Suffolk dispatcher returns to work after taking 911 call on her own house fire

Posted at 10:37 PM, Mar 31, 2019
and last updated 2019-03-31 22:38:16-04

SUFFOLK, Va. - Barbara Hughes has experienced more in the past few months than many people have experienced in their lifetime.

As a 911 operator in Suffolk, she has walked people through life or death situations, and most recently dispatched crews to her own house fire. She had to remain on the line until all crews had arrived and she was given the all clear to leave.

Her home on Indian Trail went up in flames and she lost everything, including her three dogs.

Going back to work after that would be no easy feat.

"I didn't know what to expect because in the job we do, you never know what's coming," Hughes said. "Whenever the phone would ring or I would see a hit off of a cell tower close to where I'm living at now, my heart would stop."

Like a bad dream, the first call she heard over the speaker was about a barn fire with animals inside. Hughes said every emotion she felt the morning of her fire rushed back.

"I had a little anxiety. I had to excuse myself, go downstairs, take a breath, come back in and finish my job," she said.

Dispatching crews to her own house that was on fire still has lasting effects on Hughes. She said she doesn't spend more than six hours away from her new home and when she works 12-hour shifts, she has a friend stay overnight.

However, no matter what she is going through, Hughes said the person on the other end of the call is always the top priority.

Now she wants to take her negative experience and turn it into something positive for someone else. Hughes wants to be an outlet and support system for other people who have survived a house fire.

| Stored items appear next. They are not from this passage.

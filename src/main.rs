// Entry point and menu flow.
//
// Each menu action is one stateless run of load → filter → reshape →
// present over the dataset held in memory for the session. Chart specs
// are handed to the renderer as JSON files; this binary never draws.
mod error;
mod filter;
mod loader;
mod logging;
mod output;
mod reshape;
mod types;
mod util;

use std::collections::BTreeSet;
use std::io::{self, Write};
use std::path::Path;
use std::sync::Mutex;

use chrono::NaiveDate;
use once_cell::sync::Lazy;

use reshape::{PipelineConfig, TableOutput, ViewShape};
use types::{Dataset, Metric, Selection};

const DEFAULT_DATA_FILE: &str = "branch_performance.csv";

// In-memory session state: the dataset is loaded once and every
// interaction derives from it.
static APP_STATE: Lazy<Mutex<AppState>> = Lazy::new(|| {
    Mutex::new(AppState {
        data: None,
        last_selection: None,
    })
});

struct AppState {
    data: Option<Dataset>,
    last_selection: Option<Selection>,
}

fn read_line(prompt: &str) -> String {
    print!("{}", prompt);
    let _ = io::stdout().flush();
    let mut buf = String::new();
    io::stdin().read_line(&mut buf).ok();
    buf.trim().to_string()
}

fn prompt_yes_no(prompt: &str) -> bool {
    loop {
        match read_line(prompt).to_uppercase().as_str() {
            "Y" => return true,
            "N" => return false,
            _ => println!("Invalid choice. Please enter Y or N."),
        }
    }
}

fn current_data() -> Option<Dataset> {
    APP_STATE.lock().unwrap().data.clone()
}

/// Handle option [1]: load the data file into session state.
///
/// Load failure is recoverable by contract: warn and continue with an
/// empty dataset rather than aborting the session.
fn handle_load() {
    let input = read_line(&format!("Data file (.csv/.xlsx) [{}]: ", DEFAULT_DATA_FILE));
    let path = if input.is_empty() {
        DEFAULT_DATA_FILE.to_string()
    } else {
        input
    };
    match loader::load_dataset(Path::new(&path)) {
        Ok((data, report)) => {
            println!(
                "Processing dataset... ({} rows read, {} loaded)",
                util::format_int(report.total_rows as i64),
                util::format_int(report.loaded_rows as i64)
            );
            if report.skipped_rows > 0 {
                println!(
                    "Note: {} rows skipped due to parse/validation errors.",
                    util::format_int(report.skipped_rows as i64)
                );
            }
            if report.total_sentinel_rows > 0 {
                println!(
                    "Info: {} aggregate (Total) rows present.",
                    util::format_int(report.total_sentinel_rows as i64)
                );
            }
            if report.out_of_range_fractions > 0 {
                println!(
                    "Warning: {} rate cells outside [0,1] kept as-is.",
                    util::format_int(report.out_of_range_fractions as i64)
                );
            }
            println!("");
            let mut state = APP_STATE.lock().unwrap();
            state.data = Some(data);
            state.last_selection = None;
        }
        Err(e) => {
            println!("Warning: {}. Continuing with no data.\n", e);
            let mut state = APP_STATE.lock().unwrap();
            state.data = Some(Dataset::default());
            state.last_selection = None;
        }
    }
}

/// Handle option [2]: filter by branch / sub-category / date and show
/// the flat view with per-metric line chart specs.
fn handle_branch_view() {
    let Some(data) = current_data() else {
        println!("Error: No data loaded. Please load a file first (option 1).\n");
        return;
    };
    if data.is_empty() {
        println!("Info: the dataset is empty.\n");
        return;
    }

    println!("Branches: {}", data.branches().join(", "));
    let branch = read_line("Branch (blank = all): ");
    if !branch.is_empty() {
        let subs = data.sub_categories(&branch);
        if !subs.is_empty() {
            println!("Sub-categories: {}", subs.join(", "));
        }
    }
    let sub = read_line("Sub-category (blank = all): ");
    let date_input = read_line("Date YYYY-MM-DD (blank = all): ");
    let dates = if date_input.is_empty() {
        None
    } else {
        match NaiveDate::parse_from_str(&date_input, "%Y-%m-%d") {
            Ok(d) => Some(BTreeSet::from([d])),
            Err(_) => {
                println!("Info: '{}' is not a date, ignoring the date filter.", date_input);
                None
            }
        }
    };

    let selection = Selection {
        branches: if branch.is_empty() { Vec::new() } else { vec![branch] },
        sub_category: if sub.is_empty() { None } else { Some(sub) },
        include_totals: dates.is_none(),
        dates,
    };
    let config = PipelineConfig {
        selection: selection.clone(),
        metrics: vec![Metric::Receivable, Metric::OnTime, Metric::SignRate],
        shape: ViewShape::Flat,
    };
    let run = reshape::run(&data, &config);
    if run.matched_rows == 0 {
        println!("Info: no rows match the current selection.\n");
    } else {
        if let TableOutput::Flat(rows) = &run.table {
            output::preview_table_rows(rows, 10);
        }
        match output::write_json("branch_view_charts.json", &run.charts) {
            Ok(()) => println!(
                "({} rows matched; chart specs written to branch_view_charts.json)\n",
                util::format_int(run.matched_rows as i64)
            ),
            Err(e) => println!("Warning: {}\n", e),
        }
    }
    APP_STATE.lock().unwrap().last_selection = Some(selection);
}

/// Handle option [3]: pivot one metric across two branches and emit
/// bar/line chart specs for the comparison.
fn handle_compare() {
    let Some(data) = current_data() else {
        println!("Error: No data loaded. Please load a file first (option 1).\n");
        return;
    };
    if data.is_empty() {
        println!("Info: the dataset is empty.\n");
        return;
    }

    println!("Branches: {}", data.branches().join(", "));
    let first = read_line("First branch: ");
    let second = read_line("Second branch: ");
    if first.is_empty() || second.is_empty() || first == second {
        println!("Info: please name two different branches.\n");
        return;
    }
    println!("Metric: [1] On-Time Rate  [2] Sign Rate  [3] Receivable  [4] Both rates");
    let metrics = match read_line("Enter choice: ").as_str() {
        "1" => vec![Metric::OnTime],
        "2" => vec![Metric::SignRate],
        "3" => vec![Metric::Receivable],
        "4" => vec![Metric::OnTime, Metric::SignRate],
        _ => {
            println!("Invalid choice. Please enter 1-4.\n");
            return;
        }
    };
    let by_date = prompt_yes_no("Break the comparison out by date (Y/N): ");

    let selection = Selection {
        branches: vec![first, second],
        include_totals: false,
        ..Selection::default()
    };
    let mut all_charts = Vec::new();
    for metric in &metrics {
        let config = PipelineConfig {
            selection: selection.clone(),
            metrics: vec![*metric],
            shape: ViewShape::Pivot {
                metric: *metric,
                date_in_index: by_date,
            },
        };
        let run = reshape::run(&data, &config);
        if run.matched_rows == 0 {
            println!("Info: no rows for the chosen branches.\n");
            return;
        }
        println!("{} by branch:", metric.label());
        if let TableOutput::Pivot(table) = &run.table {
            output::preview_pivot(table, 10);
        }
        all_charts.extend(run.charts);
    }
    match output::write_json("comparison_charts.json", &all_charts) {
        Ok(()) => println!("(chart specs written to comparison_charts.json)\n"),
        Err(e) => println!("Warning: {}\n", e),
    }
    APP_STATE.lock().unwrap().last_selection = Some(selection);
}

/// Handle option [4]: show the branch-level aggregate rows and write
/// the dataset summary stats.
fn handle_totals() {
    let Some(data) = current_data() else {
        println!("Error: No data loaded. Please load a file first (option 1).\n");
        return;
    };
    let view = filter::total_rows(&data);
    if view.is_empty() {
        println!("Info: no aggregate (Total) rows in this dataset.\n");
        return;
    }
    println!("Branch aggregate (Total) rows:\n");
    let rows = reshape::view_rows(&view);
    output::preview_table_rows(&rows, 10);
    match output::write_json("summary.json", &reshape::summary(&data)) {
        Ok(()) => println!("Summary stats written to summary.json\n"),
        Err(e) => println!("Warning: {}\n", e),
    }
}

/// Handle option [5]: export the last filtered view as CSV, generated
/// in memory and saved only on request.
fn handle_export() {
    let Some(data) = current_data() else {
        println!("Error: No data loaded. Please load a file first (option 1).\n");
        return;
    };
    let selection = APP_STATE
        .lock()
        .unwrap()
        .last_selection
        .clone()
        .unwrap_or_default();
    let view = filter::filter(&data, &selection);
    if view.is_empty() {
        println!("Info: the current selection matches no rows; nothing to export.\n");
        return;
    }
    let rows = reshape::view_rows(&view);
    match output::export_csv_bytes(&rows) {
        Ok(bytes) => {
            println!(
                "Export generated in-memory ({} bytes, {} rows).",
                util::format_int(bytes.len() as i64),
                util::format_int(rows.len() as i64)
            );
            if prompt_yes_no("Save to filtered_view.csv (Y/N): ") {
                match std::fs::write("filtered_view.csv", &bytes) {
                    Ok(()) => println!("Saved filtered_view.csv\n"),
                    Err(e) => println!("Warning: write failed: {}\n", e),
                }
            } else {
                println!("");
            }
        }
        Err(e) => println!("Warning: {}\n", e),
    }
}

fn main() {
    logging::init();
    loop {
        println!("Branch Delivery Performance Reports");
        println!("[1] Load data file");
        println!("[2] Branch view");
        println!("[3] Compare two branches");
        println!("[4] Branch totals");
        println!("[5] Export filtered view");
        println!("[0] Exit\n");
        match read_line("Enter choice: ").as_str() {
            "1" => handle_load(),
            "2" => handle_branch_view(),
            "3" => handle_compare(),
            "4" => handle_totals(),
            "5" => handle_export(),
            "0" => {
                println!("Exiting the program.");
                break;
            }
            _ => println!("Invalid choice. Please enter 0-5.\n"),
        }
    }
}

"You need somebody's who's been through that; to comfort, to help, to assist, to let them know 'this is what you need to do' and I want to be that person," she said.

Despite not having insurance, Barbara Hughes has come a long way.

She's living in an apartment and has a therapy cat to help her deal with the anxiety and depression, but she says she couldn't have done it without the outpouring of support from the community.

"If it wouldn't have been for the donations, whether it be clothing, furniture, monetary value, I couldn't have made it," she said. "If I didn't have the support, I don't know where I'd be."

People from across the United States and even other countries donated to Hughes and offered their support.

She tells News 3 reporter Erin Miller she will forever be grateful for what people have done for her.